If you live in South Florida, you may have had a house in foreclosure in your neighborhood. Maybe it was run down, but imagine if you shared a wall with that foreclosure; its roof was leaking, water was pouring into your home, and no one would do anything. It's why one South Florida family called Help Me Howard with Patrick Fraser.

WSVN -- Sometimes things seem to work out perfectly. Stephanie and her family needed a place to live. Her husband's parents had a townhouse for rent. Bingo!

Stephanie Switzer: "So we told them, 'We'll take it. We'll pay rent and we'll come here. We'll help you fix it up, because it's really outdated.'"

Everything was working out just as planned. Then the townhouse next door went into foreclosure. The roof started falling apart, and the cracks in their plan appeared.

Stephanie Switzer: "It looks like a war zone inside. It looks like a jungle. It's full of, I don't know if it's mold, it's grass, it's weeds, it's trees. The doors are kicked in; it looks gutted inside."

Since the townhouses share a common wall, what happened in this home affected Stephanie's family's home.

Stephanie Switzer: "It's taken a toll on our property, because we are getting flooding. It's coming from the floor, all this.
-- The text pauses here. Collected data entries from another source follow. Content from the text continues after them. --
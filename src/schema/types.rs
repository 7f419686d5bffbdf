use serde::Serialize;
use serde_json::Value;
use std::collections::BTreeMap;

/// Where a parameter is carried on the wire.
#[derive(Debug, Clone, Copy, PartialEq, Eq, Serialize)]
#[serde(rename_all = "lowercase")]
pub enum ParameterLocation {
    Path,
    Query,
    Header,
    Cookie,
}

impl std::fmt::Display for ParameterLocation {
    fn fmt(&self, f: &mut std::fmt::Formatter<'_>) -> std::fmt::Result {
        match self {
            ParameterLocation::Path => write!(f, "path"),
            ParameterLocation::Query => write!(f, "query"),
            ParameterLocation::Header => write!(f, "header"),
            ParameterLocation::Cookie => write!(f, "cookie"),
        }
    }
}

/// One operation parameter as it appears in the generated document.
#[derive(Debug, Clone, PartialEq, Serialize)]
pub struct ParameterSpec {
    pub name: String,
    #[serde(rename = "in")]
    pub location: ParameterLocation,
    pub required: bool,
    #[serde(skip_serializing_if = "Option::is_none")]
    pub description: Option<String>,
    #[serde(skip_serializing_if = "Option::is_none")]
    pub schema: Option<Value>,
}

impl ParameterSpec {
    pub fn new(name: impl Into<String>, location: ParameterLocation) -> Self {
        Self {
            name: name.into(),
            location,
            required: location == ParameterLocation::Path,
            description: None,
            schema: None,
        }
    }

    /// Query parameter, optional by default.
    pub fn query(name: impl Into<String>) -> Self {
        Self::new(name, ParameterLocation::Query)
    }

    /// Path parameter; path parameters are always required.
    pub fn path(name: impl Into<String>) -> Self {
        Self::new(name, ParameterLocation::Path)
    }

    pub fn with_schema(mut self, schema: Value) -> Self {
        self.schema = Some(schema);
        self
    }

    pub fn with_description(mut self, description: impl Into<String>) -> Self {
        self.description = Some(description.into());
        self
    }
}

/// Key of one entry in a keyed response map: a status code, optionally
/// narrowed to a media type.
#[derive(Debug, Clone, PartialEq, Eq, PartialOrd, Ord, Hash)]
pub struct ResponseKey {
    pub status: u16,
    pub media_type: Option<String>,
}

impl ResponseKey {
    pub fn status(status: u16) -> Self {
        Self {
            status,
            media_type: None,
        }
    }

    pub fn media(status: u16, media_type: impl Into<String>) -> Self {
        Self {
            status,
            media_type: Some(media_type.into()),
        }
    }
}

impl std::fmt::Display for ResponseKey {
    fn fmt(&self, f: &mut std::fmt::Formatter<'_>) -> std::fmt::Result {
        match &self.media_type {
            Some(media) => write!(f, "{} ({})", self.status, media),
            None => write!(f, "{}", self.status),
        }
    }
}

/// Response declarations for one operation.
///
/// Baseline generators report either a single schema entity (the common
/// introspected case) or a map keyed by status / status-and-media-type.
/// `BTreeMap` keeps iteration order stable so repeated generation passes
/// emit byte-identical documents.
#[derive(Debug, Clone, PartialEq)]
pub enum Responses {
    Schema(Value),
    Map(BTreeMap<ResponseKey, Value>),
}

impl Responses {
    pub fn empty() -> Self {
        Responses::Map(BTreeMap::new())
    }

    pub fn single(schema: Value) -> Self {
        Responses::Schema(schema)
    }

    pub fn by_status<I: IntoIterator<Item = (u16, Value)>>(entries: I) -> Self {
        Responses::Map(
            entries
                .into_iter()
                .map(|(status, schema)| (ResponseKey::status(status), schema))
                .collect(),
        )
    }
}

impl Default for Responses {
    fn default() -> Self {
        Responses::empty()
    }
}

/// A request or response example attached to an operation.
#[derive(Debug, Clone, PartialEq, Serialize)]
pub struct ExampleSpec {
    pub name: String,
    #[serde(skip_serializing_if = "Option::is_none")]
    pub summary: Option<String>,
    pub value: Value,
}

impl ExampleSpec {
    pub fn new(name: impl Into<String>, value: Value) -> Self {
        Self {
            name: name.into(),
            summary: None,
            value,
        }
    }

    pub fn with_summary(mut self, summary: impl Into<String>) -> Self {
        self.summary = Some(summary.into());
        self
    }
}
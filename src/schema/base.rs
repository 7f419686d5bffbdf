use serde_json::{Map, Value};

use super::build::assemble_operation;
use super::schema::{OperationContext, OperationSchema, SchemaResult};
use super::types::{ExampleSpec, ParameterSpec, Responses};

/// Baseline generator backed by explicit field values.
///
/// The introspection engine that discovers operations lives outside this
/// crate; `StaticSchema` is the bridge for callers that already hold the
/// discovered facts, and the workhorse for tests. Field reads ignore the
/// context. Document assembly goes through [`assemble_operation`] with the
/// chain root, so overlay layers stacked on top still apply to every field.
#[derive(Debug, Clone, Default)]
pub struct StaticSchema {
    pub operation_id: String,
    pub parameters: Vec<ParameterSpec>,
    pub request_body: Option<Value>,
    pub responses: Responses,
    pub auth: Vec<String>,
    pub description: Option<String>,
    pub summary: Option<String>,
    pub deprecated: bool,
    pub tags: Vec<String>,
    pub extensions: Map<String, Value>,
    pub filters: Vec<String>,
    pub examples: Vec<ExampleSpec>,
}

impl StaticSchema {
    pub fn new(operation_id: impl Into<String>) -> Self {
        Self {
            operation_id: operation_id.into(),
            ..Default::default()
        }
    }
}

impl OperationSchema for StaticSchema {
    fn operation_id(&self, _cx: &OperationContext<'_>) -> SchemaResult<String> {
        Ok(self.operation_id.clone())
    }

    fn parameters(&self, _cx: &OperationContext<'_>) -> SchemaResult<Vec<ParameterSpec>> {
        Ok(self.parameters.clone())
    }

    fn request_body(&self, _cx: &OperationContext<'_>) -> SchemaResult<Option<Value>> {
        Ok(self.request_body.clone())
    }

    fn responses(&self, _cx: &OperationContext<'_>) -> SchemaResult<Responses> {
        Ok(self.responses.clone())
    }

    fn auth(&self, _cx: &OperationContext<'_>) -> SchemaResult<Vec<String>> {
        Ok(self.auth.clone())
    }

    fn description(&self, _cx: &OperationContext<'_>) -> SchemaResult<Option<String>> {
        Ok(self.description.clone())
    }

    fn summary(&self, _cx: &OperationContext<'_>) -> SchemaResult<Option<String>> {
        Ok(self.summary.clone())
    }

    fn deprecated(&self, _cx: &OperationContext<'_>) -> SchemaResult<bool> {
        Ok(self.deprecated)
    }

    fn tags(&self, _cx: &OperationContext<'_>) -> SchemaResult<Vec<String>> {
        Ok(self.tags.clone())
    }

    fn extensions(&self, _cx: &OperationContext<'_>) -> SchemaResult<Map<String, Value>> {
        Ok(self.extensions.clone())
    }

    fn filters(&self, _cx: &OperationContext<'_>) -> SchemaResult<Vec<String>> {
        Ok(self.filters.clone())
    }

    fn examples(&self, _cx: &OperationContext<'_>) -> SchemaResult<Vec<ExampleSpec>> {
        Ok(self.examples.clone())
    }

    fn operation(
        &self,
        cx: &OperationContext<'_>,
        root: &dyn OperationSchema,
    ) -> SchemaResult<Option<Value>> {
        Ok(Some(assemble_operation(root, cx)?))
    }
}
The minute I clean it up, more water comes right through, and it's from here all the way to that wall, but more or less in this corner."

When the walls get wet, mold grows.

Stephanie Switzer: "And I have two kids that, regardless of the color of the mold, I'm scared of mold."

Stephanie's father-in-law put a blue tarp on the run down townhouse. When that didn't work, he complained to the association. They said they couldn't do anything. We contacted the bank that is foreclosing on the property. They said they don't own the property, they just hold the mortgage.

Miami-Dade County then cited the property, giving the owners until October 23rd to pull permits to fix things up. When that deadline passed, they gave them until March 5th to pull permits to repair it.

Stephanie Switzer: "I'm scared that wall is going to come tumbling down."

Frustrating beyond belief for Stephanie as their townhouse continues to deteriorate.

Stephanie Switzer: "It's just to the point, for two years it's been going downhill and the property has been getting way worse."

The county, of course, is trying to be fair to the owners of this house, but with the owners gone, the bank convinced they aren't responsible, it's unfair to Stephanie's family.

Stephanie Switzer: "There is nothing else I can do but sit back and see if they fix it, or actually move out and that's it."

Well, Howard, this has been going on for almost a year. Is there a way for Stephanie and her family to get it fixed, immediately?

Howard Finkelstein: "To be blunt, no. There are laws to prevent what Stephanie is going through, but the laws are not effective and don't work. And when you have a property that is in foreclosure, a murky legal situation gets even muddier. There is no quick, simple solution to a problem caused by a foreclosure property."

We called Miami-Dade County. They told us that their hands were tied, that have done everything that they can legally to make the owners of the damaged townhouse fix it up. To try to get them to move quicker, they're fining them daily. It's now up to $11,825.

We also spoke to the attorney for Chase, the bank that holds the mortgage on the property. He told me the bank had hired him to try to get this situation cleared up to help Stephanie's family.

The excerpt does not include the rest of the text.